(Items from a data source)
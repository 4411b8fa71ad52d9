//! Tracing subscriber setup

use tracing_subscriber::{fmt, EnvFilter};
use tw_shared::config::{LogFormat, LoggingConfig};

/// Installs the global subscriber
///
/// `RUST_LOG` takes precedence over the configured level when set.
pub fn init(config: &LoggingConfig) {
    let filter =
        EnvFilter::try_from_default_env().unwrap_or_else(|_| EnvFilter::new(&config.level));

    match config.format {
        LogFormat::Json => {
            fmt()
                .json()
                .with_env_filter(filter)
                .with_target(true)
                .with_thread_ids(true)
                .init();
        }
        LogFormat::Pretty => {
            fmt().pretty().with_env_filter(filter).with_target(true).init();
        }
        LogFormat::Compact => {
            fmt().compact().with_env_filter(filter).with_target(false).init();
        }
    }
}
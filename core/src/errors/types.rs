//! Token error taxonomy
//!
//! Callers see exactly two rejection kinds, `Expired` and `Invalid`, plus the
//! internal `SigningFailed`. The `reason` on `Invalid` is a diagnostic for
//! operators and is never placed in a client-facing response.

use thiserror::Error;
use tw_shared::errors::{error_codes, ErrorResponse};

use crate::domain::entities::token::TokenKind;

/// Token validation and issuance errors
#[derive(Error, Debug, Clone, PartialEq, Eq)]
pub enum TokenError {
    #[error("Token expired")]
    Expired,

    #[error("Invalid token: {reason}")]
    Invalid { reason: &'static str },

    #[error("Failed to sign {kind} token: {reason}")]
    SigningFailed { kind: TokenKind, reason: String },
}

impl TokenError {
    pub(crate) fn invalid(reason: &'static str) -> Self {
        TokenError::Invalid { reason }
    }

    /// Whether the token was genuine but its lifetime is over
    pub fn is_expired(&self) -> bool {
        matches!(self, TokenError::Expired)
    }

    /// HTTP status code for this error
    pub fn status_code(&self) -> u16 {
        match self {
            TokenError::Expired | TokenError::Invalid { .. } => 401,
            TokenError::SigningFailed { .. } => 500,
        }
    }

    /// Error code (client-facing)
    pub fn code(&self) -> &'static str {
        match self {
            TokenError::Expired => error_codes::TOKEN_EXPIRED,
            TokenError::Invalid { .. } => error_codes::TOKEN_INVALID,
            TokenError::SigningFailed { .. } => error_codes::INTERNAL_ERROR,
        }
    }
}

impl From<&TokenError> for ErrorResponse {
    fn from(error: &TokenError) -> Self {
        let message = match error {
            TokenError::Expired => "Token has expired",
            TokenError::Invalid { .. } => "Token is invalid",
            TokenError::SigningFailed { .. } => "An internal error occurred",
        };
        ErrorResponse::new(error.code(), message)
    }
}
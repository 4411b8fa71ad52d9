//! Configuration for the token service

use chrono::Duration;
use jsonwebtoken::Algorithm;
use secrecy::{ExposeSecret, SecretBox};
use tw_shared::config::JwtConfig;

use crate::errors::{DomainError, DomainResult};

/// Largest clock-skew leeway accepted (10 minutes)
pub const MAX_LEEWAY_SECONDS: u64 = 600;

/// Configuration for the token service
///
/// Fixed for the lifetime of a [`TokenService`](super::TokenService).
#[derive(Debug)]
pub struct TokenServiceConfig {
    /// Symmetric signing secret, as raw bytes
    pub secret: SecretBox<Vec<u8>>,
    /// JWT signing algorithm (HMAC family only)
    pub algorithm: Algorithm,
    /// Access token lifetime
    pub access_token_expiry: Duration,
    /// Refresh token lifetime
    pub refresh_token_expiry: Duration,
    /// Issuer stamped into and required from every token
    pub issuer: Option<String>,
    /// Clock-skew leeway in seconds applied to `nbf` and `exp`
    pub leeway_seconds: u64,
    /// Require the `token_type` claim to match the operation
    pub enforce_token_kind: bool,
}

impl TokenServiceConfig {
    /// HS256 configuration with the given secret and expiry windows
    pub fn new(
        secret: impl Into<Vec<u8>>,
        access_token_expiry: Duration,
        refresh_token_expiry: Duration,
    ) -> Self {
        Self {
            secret: SecretBox::new(Box::new(secret.into())),
            algorithm: Algorithm::HS256,
            access_token_expiry,
            refresh_token_expiry,
            issuer: None,
            leeway_seconds: 0,
            enforce_token_kind: false,
        }
    }

    /// Builds the service configuration from loaded settings
    pub fn from_jwt_config(jwt: &JwtConfig) -> DomainResult<Self> {
        let algorithm: Algorithm = jwt.algorithm.parse().map_err(|_| {
            DomainError::validation(format!("unknown JWT algorithm '{}'", jwt.algorithm))
        })?;

        let config = Self::new(
            jwt.secret_bytes().to_vec(),
            jwt.access_token_expiry,
            jwt.refresh_token_expiry,
        )
        .with_algorithm(algorithm)
        .with_leeway(jwt.leeway_seconds)
        .with_token_kind_enforcement(jwt.enforce_token_kind);

        Ok(match &jwt.issuer {
            Some(issuer) => config.with_issuer(issuer.clone()),
            None => config,
        })
    }

    /// Set the signing algorithm
    pub fn with_algorithm(mut self, algorithm: Algorithm) -> Self {
        self.algorithm = algorithm;
        self
    }

    /// Set the issuer
    pub fn with_issuer(mut self, issuer: impl Into<String>) -> Self {
        self.issuer = Some(issuer.into());
        self
    }

    /// Set the clock-skew leeway
    pub fn with_leeway(mut self, seconds: u64) -> Self {
        self.leeway_seconds = seconds;
        self
    }

    /// Turn token kind enforcement on or off
    pub fn with_token_kind_enforcement(mut self, enforce: bool) -> Self {
        self.enforce_token_kind = enforce;
        self
    }

    /// Access token lifetime in whole seconds
    pub fn access_expires_in(&self) -> i64 {
        self.access_token_expiry.num_seconds()
    }

    /// Refresh token lifetime in whole seconds
    pub fn refresh_expires_in(&self) -> i64 {
        self.refresh_token_expiry.num_seconds()
    }

    pub(crate) fn secret_bytes(&self) -> &[u8] {
        self.secret.expose_secret()
    }

    /// Rejects settings that would make issued tokens unusable or forgeable
    pub(crate) fn validate(&self) -> DomainResult<()> {
        if self.secret_bytes().is_empty() {
            return Err(DomainError::validation("signing secret must not be empty"));
        }
        if !matches!(
            self.algorithm,
            Algorithm::HS256 | Algorithm::HS384 | Algorithm::HS512
        ) {
            return Err(DomainError::validation(format!(
                "algorithm {:?} is not a symmetric HMAC algorithm",
                self.algorithm
            )));
        }
        if self.access_token_expiry.num_seconds() <= 0 {
            return Err(DomainError::validation(
                "access token expiry must be at least one second",
            ));
        }
        if self.refresh_token_expiry.num_seconds() <= 0 {
            return Err(DomainError::validation(
                "refresh token expiry must be at least one second",
            ));
        }
        if self.refresh_token_expiry < self.access_token_expiry {
            return Err(DomainError::validation(
                "refresh token expiry must not be shorter than access token expiry",
            ));
        }
        if self.leeway_seconds > MAX_LEEWAY_SECONDS {
            return Err(DomainError::validation(format!(
                "leeway of {}s exceeds the maximum of {}s",
                self.leeway_seconds, MAX_LEEWAY_SECONDS
            )));
        }
        Ok(())
    }
}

= Requirement =
Each line that holds the word "crate" should be extracted from the records.

= Solution to this task =
use crate::domain::entities::token::TokenKind;
    pub(crate) fn invalid(reason: &'static str) -> Self {
use crate::errors::{DomainError, DomainResult};
    pub(crate) fn secret_bytes(&self) -> &[u8] {
    pub(crate) fn validate(&self) -> DomainResult<()> {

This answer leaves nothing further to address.